September 29, 2020

Our God, Our Help

The first hymn of any hymnal tells you something about the denomination that uses it. For example, Methodists always put O For a Thousand Tongues (by Charles Wesley) as the first hymn in their official hymnal. The Chalice Hymnal of the Christian Church (Disciples of Christ) has Joyful, Joyful, We Adore Thee as its first hymn.* The UCC's New Century Hymnal has Immortal, Invisible, God Only Wise as № 1, probably chosen as a compromise between its two predecessor denominations: The opening hymn in the old E&R Hymnal was Holy, Holy, Holy, and № 1 in the Pilgrim Hymnal (of the Congregational Christians) was Isaac Watts' paraphrase of Psalm 90, Our God, Our Help in Ages Past. It's hard to overstate how well loved this last song was (and still is) in many churches that identify themselves as being from the Congregational tradition.

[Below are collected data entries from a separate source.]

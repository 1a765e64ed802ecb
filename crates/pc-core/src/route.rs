//! Command routing
//!
//! Classification turns an SSH identity (the negotiated username) and a
//! `shell` or `exec` request into a [`Route`]; [`Router::descriptor`] then
//! builds the concrete [`CommandDescriptor`] for it. Keeping the two steps
//! apart lets the session layer match on the route (for example to prepare
//! a git repository) before anything runs.

use std::path::{Path, PathBuf};
use std::sync::Arc;

use crate::command::{CommandDescriptor, StdioMode};
use crate::config::PcomposeConfig;
use crate::error::RouteError;
use crate::tools::{Compose, Docker, CONTAINER_SHELL, ORCHESTRATION_SHELL};
use crate::types::{relative_project_path, working_tree_dir, ProjectName};

/// Git transport services reachable through `exec`
#[derive(Debug, Clone, Copy, PartialEq, Eq)]
pub enum GitService {
    UploadPack,
    ReceivePack,
}

impl GitService {
    /// Name of the service binary
    pub fn as_str(&self) -> &'static str {
        match self {
            GitService::UploadPack => "git-upload-pack",
            GitService::ReceivePack => "git-receive-pack",
        }
    }

    /// Match the service named at the start of an exec payload
    fn from_payload(payload: &str) -> Option<Self> {
        [GitService::UploadPack, GitService::ReceivePack]
            .into_iter()
            .find(|service| payload.starts_with(service.as_str()))
    }
}

/// What to do with the frontend container around an orchestration command
#[derive(Debug, Clone, Copy, PartialEq, Eq)]
pub enum NetworkAction {
    /// Create the project network and connect the frontend (`up`)
    Connect,
    /// Disconnect the frontend from the project network (`down`)
    Disconnect,
}

/// A classified request
#[derive(Debug, Clone, PartialEq, Eq)]
pub enum Route {
    /// Interactive shell inside a container
    ContainerShell { container: String, shell: String },
    /// Follow the logs of a container
    ContainerLogs { container: String },
    /// Attach to the primary process of a container
    ContainerAttach { container: String },
    /// Shell in the orchestration container, inside a project working tree
    OrchestrationShell {
        project: ProjectName,
        work_dir: PathBuf,
    },
    /// git-upload-pack / git-receive-pack against a managed bare repository
    GitService {
        service: GitService,
        repo_dir: PathBuf,
    },
    /// Literal orchestration command for the identity's project
    OrchestrationCommand {
        project: ProjectName,
        work_dir: PathBuf,
        args: Vec<String>,
        network: Option<NetworkAction>,
    },
}

impl Route {
    /// Whether the route needs a pseudoterminal
    pub fn needs_pty(&self) -> bool {
        matches!(
            self,
            Route::ContainerShell { .. }
                | Route::ContainerLogs { .. }
                | Route::ContainerAttach { .. }
                | Route::OrchestrationShell { .. }
        )
    }
}

/// Maps identities and exec payloads onto external commands
#[derive(Debug, Clone)]
pub struct Router {
    config: Arc<PcomposeConfig>,
}

impl Router {
    /// Create a router over the shared configuration
    pub fn new(config: Arc<PcomposeConfig>) -> Self {
        Self { config }
    }

    /// The configuration this router resolves paths against
    pub fn config(&self) -> &PcomposeConfig {
        &self.config
    }

    /// `<data>/<identity>/<basename(identity)>`, if the identity is a safe path
    fn project_work_dir(&self, identity: &str) -> Option<PathBuf> {
        let relative = relative_project_path(identity)?;
        Some(working_tree_dir(&self.config.data_directory.join(relative)))
    }

    /// Classify a `shell` request by identity prefix
    pub fn classify_shell(&self, identity: &str) -> Route {
        if let Some(container) = identity.strip_prefix("c-") {
            return Route::ContainerShell {
                container: container.to_string(),
                shell: CONTAINER_SHELL.to_string(),
            };
        }
        if let Some(container) = identity.strip_prefix("l-") {
            return Route::ContainerLogs {
                container: container.to_string(),
            };
        }
        if let Some(container) = identity.strip_prefix("a-") {
            return Route::ContainerAttach {
                container: container.to_string(),
            };
        }

        if let Some(work_dir) = self.project_work_dir(identity) {
            if work_dir.exists() {
                return Route::OrchestrationShell {
                    project: ProjectName::from_identity(identity),
                    work_dir,
                };
            }
        }

        let shell = if identity == self.config.pcompose_container_name {
            ORCHESTRATION_SHELL
        } else {
            CONTAINER_SHELL
        };
        Route::ContainerShell {
            container: identity.to_string(),
            shell: shell.to_string(),
        }
    }

    /// Classify an `exec` request by payload
    pub fn classify_exec(&self, identity: &str, payload: &[u8]) -> Result<Route, RouteError> {
        let payload = String::from_utf8_lossy(payload).replace('\'', "");
        let payload = payload.trim();

        if payload.is_empty() {
            return Err(RouteError::EmptyPayload);
        }

        if let Some(service) = GitService::from_payload(payload) {
            return self.classify_git(service, payload);
        }

        let work_dir = self
            .project_work_dir(identity)
            .ok_or_else(|| RouteError::InvalidRepositoryPath(identity.to_string()))?;
        if !work_dir.exists() {
            return Err(RouteError::MissingWorkingTree(work_dir));
        }

        let args: Vec<String> = payload.split_whitespace().map(str::to_string).collect();
        let network = if args.iter().any(|a| a == "up") {
            Some(NetworkAction::Connect)
        } else if args.iter().any(|a| a == "down") {
            Some(NetworkAction::Disconnect)
        } else {
            None
        };

        Ok(Route::OrchestrationCommand {
            project: ProjectName::from_identity(identity),
            work_dir,
            args,
            network,
        })
    }

    fn classify_git(&self, service: GitService, payload: &str) -> Result<Route, RouteError> {
        let repo_arg = payload
            .split_whitespace()
            .nth(1)
            .ok_or_else(|| RouteError::MissingRepository(service.as_str().to_string()))?;

        let trimmed = repo_arg.strip_suffix(".git").unwrap_or(repo_arg);
        let relative = relative_project_path(trimmed)
            .ok_or_else(|| RouteError::InvalidRepositoryPath(repo_arg.to_string()))?;

        Ok(Route::GitService {
            service,
            repo_dir: self.config.data_directory.join(relative),
        })
    }

    /// Build the command for a classified route
    pub fn descriptor(&self, route: &Route) -> CommandDescriptor {
        let docker = Docker::new(&self.config.tools);

        match route {
            Route::ContainerShell { container, shell } => docker.exec_shell(container, shell),
            Route::ContainerLogs { container } => docker.logs_follow(container),
            Route::ContainerAttach { container } => docker.attach(container),
            Route::OrchestrationShell { project, work_dir } => docker.exec_project_shell(
                &self.config.pcompose_container_name,
                work_dir,
                project,
                ORCHESTRATION_SHELL,
            ),
            Route::GitService { service, repo_dir } => git_service(*service, repo_dir),
            Route::OrchestrationCommand {
                project,
                work_dir,
                args,
                network,
            } => {
                let mut command = Compose::new(&self.config.tools)
                    .command(project, args.iter().cloned())
                    .cwd(work_dir);
                let network_name = project.network_name();
                let frontend = &self.config.frontend_container_name;

                match network {
                    Some(NetworkAction::Connect) => {
                        command = command
                            .pre_run(docker.network_create(&network_name).cwd(work_dir))
                            .pre_run(docker.network_connect(&network_name, frontend).cwd(work_dir));
                    }
                    Some(NetworkAction::Disconnect) => {
                        command = command.pre_run(
                            docker
                                .network_disconnect(&network_name, frontend)
                                .cwd(work_dir),
                        );
                    }
                    None => {}
                }
                command
            }
        }
    }
}

/// `<service> <repo>` with the channel wired to stdin
fn git_service(service: GitService, repo_dir: &Path) -> CommandDescriptor {
    CommandDescriptor::new(service.as_str())
        .args([repo_dir.to_string_lossy()])
        .stdio(StdioMode::Channel { stdin: true })
}

#[cfg(test)]
mod tests {
    use super::*;

    fn router_with_data(data: &Path) -> Router {
        let mut config = PcomposeConfig::default();
        config.data_directory = data.to_path_buf();
        Router::new(Arc::new(config))
    }

    #[test]
    fn test_container_prefixes() {
        let router = router_with_data(Path::new("/nonexistent"));

        let route = router.classify_shell("c-web");
        assert_eq!(
            router.descriptor(&route).argv(),
            vec!["docker", "exec", "-it", "web", "/bin/sh"]
        );

        let route = router.classify_shell("l-web");
        assert_eq!(route, Route::ContainerLogs { container: "web".into() });
        assert_eq!(
            router.descriptor(&route).argv(),
            vec!["docker", "logs", "-f", "web"]
        );

        let route = router.classify_shell("a-web");
        assert_eq!(
            router.descriptor(&route).argv(),
            vec!["docker", "attach", "web"]
        );
    }

    #[test]
    fn test_shell_routes_need_pty() {
        let router = router_with_data(Path::new("/nonexistent"));
        for identity in ["c-web", "l-web", "a-web", "unknown"] {
            let route = router.classify_shell(identity);
            assert!(route.needs_pty());
            assert_eq!(router.descriptor(&route).stdio, StdioMode::Pty);
        }
    }

    #[test]
    fn test_unmatched_identity_falls_back_to_container() {
        let router = router_with_data(Path::new("/nonexistent"));

        let route = router.classify_shell("redis");
        assert_eq!(
            router.descriptor(&route).argv(),
            vec!["docker", "exec", "-it", "redis", "/bin/sh"]
        );

        let route = router.classify_shell("pcompose");
        assert_eq!(
            router.descriptor(&route).argv(),
            vec!["docker", "exec", "-it", "pcompose", "/bin/zsh"]
        );
    }

    #[test]
    fn test_project_shell() {
        let data = tempfile::tempdir().unwrap();
        let work_dir = data.path().join("team/app/app");
        std::fs::create_dir_all(&work_dir).unwrap();
        let router = router_with_data(data.path());

        let route = router.classify_shell("team/app");
        assert_eq!(
            route,
            Route::OrchestrationShell {
                project: ProjectName::from_identity("team/app"),
                work_dir: work_dir.clone(),
            }
        );

        let work_dir = work_dir.to_string_lossy().into_owned();
        assert_eq!(
            router.descriptor(&route).argv(),
            vec![
                "docker",
                "exec",
                "-it",
                "-w",
                work_dir.as_str(),
                "-e",
                "COMPOSE_PROJECT_NAME=team_app",
                "pcompose",
                "/bin/zsh",
            ]
        );
    }

    #[test]
    fn test_exec_git_service() {
        let router = router_with_data(Path::new("/data"));

        let route = router
            .classify_exec("anyone", b"git-receive-pack '/demo.git'")
            .unwrap();
        assert_eq!(
            route,
            Route::GitService {
                service: GitService::ReceivePack,
                repo_dir: PathBuf::from("/data/demo"),
            }
        );

        let command = router.descriptor(&route);
        assert_eq!(command.argv(), vec!["git-receive-pack", "/data/demo"]);
        assert_eq!(command.stdio, StdioMode::Channel { stdin: true });
        assert!(!route.needs_pty());

        let route = router
            .classify_exec("anyone", b"git-upload-pack 'team/app.git'")
            .unwrap();
        assert_eq!(
            router.descriptor(&route).argv(),
            vec!["git-upload-pack", "/data/team/app"]
        );
    }

    #[test]
    fn test_exec_git_service_rejects_bad_paths() {
        let router = router_with_data(Path::new("/data"));

        assert_eq!(
            router.classify_exec("anyone", b"git-upload-pack"),
            Err(RouteError::MissingRepository("git-upload-pack".into()))
        );
        assert!(matches!(
            router.classify_exec("anyone", b"git-receive-pack '../etc.git'"),
            Err(RouteError::InvalidRepositoryPath(_))
        ));
    }

    #[test]
    fn test_exec_empty_payload() {
        let router = router_with_data(Path::new("/data"));
        assert_eq!(router.classify_exec("demo", b"  "), Err(RouteError::EmptyPayload));
    }

    #[test]
    fn test_exec_up_creates_and_connects_network_first() {
        let data = tempfile::tempdir().unwrap();
        std::fs::create_dir_all(data.path().join("demo/demo")).unwrap();
        let router = router_with_data(data.path());

        let route = router.classify_exec("demo", b"up -d").unwrap();
        let command = router.descriptor(&route);

        assert_eq!(command.argv(), vec!["docker-compose", "up", "-d"]);
        assert!(command
            .env
            .contains(&("COMPOSE_PROJECT_NAME".to_string(), "demo".to_string())));
        assert_eq!(command.cwd, Some(data.path().join("demo/demo")));

        let pre: Vec<Vec<&str>> = command.pre_run.iter().map(|c| c.argv()).collect();
        assert_eq!(
            pre,
            vec![
                vec!["docker", "network", "create", "demo_default"],
                vec!["docker", "network", "connect", "demo_default", "nginx-proxy"],
            ]
        );
    }

    #[test]
    fn test_exec_down_disconnects_without_create() {
        let data = tempfile::tempdir().unwrap();
        std::fs::create_dir_all(data.path().join("demo/demo")).unwrap();
        let router = router_with_data(data.path());

        let route = router.classify_exec("demo", b"down").unwrap();
        let command = router.descriptor(&route);

        let pre: Vec<Vec<&str>> = command.pre_run.iter().map(|c| c.argv()).collect();
        assert_eq!(
            pre,
            vec![vec!["docker", "network", "disconnect", "demo_default", "nginx-proxy"]]
        );
    }

    #[test]
    fn test_exec_other_commands_have_no_network_action() {
        let data = tempfile::tempdir().unwrap();
        std::fs::create_dir_all(data.path().join("demo/demo")).unwrap();
        let router = router_with_data(data.path());

        let route = router.classify_exec("demo", b"logs --tail 'update'").unwrap();
        let command = router.descriptor(&route);
        assert!(command.pre_run.is_empty());
        assert_eq!(command.argv(), vec!["docker-compose", "logs", "--tail", "update"]);
    }

    #[test]
    fn test_exec_without_working_tree() {
        let data = tempfile::tempdir().unwrap();
        let router = router_with_data(data.path());
        assert!(matches!(
            router.classify_exec("demo", b"ps"),
            Err(RouteError::MissingWorkingTree(_))
        ));
    }
}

I remember being invited to preach at an evening chapel service in a retirement community in La Jolla, California. One of the hymns I'd chosen was my congregation's favorite: Our God, Our Help in Ages Past, and I noted some commotion as we sang it. After the service was over, I asked someone what that was about, and they told me that the people were rather upset about that musical choice, because they associated that hymn only with funerals.

Psalm 90 does indeed speak of how fleeting life is, but the true context is established at the very beginning:

Lord, you have been our dwelling place in all generations.
Before the mountains were brought forth, or ever you had formed the earth and the world, from everlasting to everlasting you are God.
 
Ps 90:1-2 

Any subsequent discussion of mortality is cast in the light of the eternity of God, and any doubt of the fate of a child of God is assuaged with the opening verse:

Our God, our help in ages past,
our hope for years to come,
our shelter from the stormy blast,
and our eternal home:

Under the shadow of thy throne
thy saints have dwelt secure;
sufficient is thine arm alone,
and our defense is sure.

Before the hills in order stood,
or earth received her frame,
from everlasting thou art God,
to endless years the same.

A thousand ages in thy sight
are like an evening gone;
short as the watch that ends the night
before the rising sun.

Time, like an ever rolling stream,
soon bears us all away;
we fly, forgotten, as a dream
dies at the opening day.

Our God, our help in ages past,
our hope for years to come,
be thou our Guide while troubles
last,
and our eternal home. Amen.
✙ Ps. 90, paraphrased by Isaac Watts (1719)


*Though this is the first hymn, it is actually № 2 in the hymnal. The № 1 spot is occupied by a poem, which I think more than the first hymn, is intended to reflect the theology of both the denomination and its hymnal. It's an 800-year-old prayer by Mechthild of Magdeburg entitled Praising God of Many Names
O burning Mountain, O chosen Sun, 
O perfect Moon, O fathomless Well, 
O unattainable Height, O Clearness beyond measure, 
O Wisdom without end, O Mercy without limit, 
O Strength beyond resistance, O Crown beyond all majesty: 
The humblest thing you created sings your praise.
†I prefer these lyrics as they are found in the Pilgrim Hymnal. They are often changed in other versions (as they are in the music video above).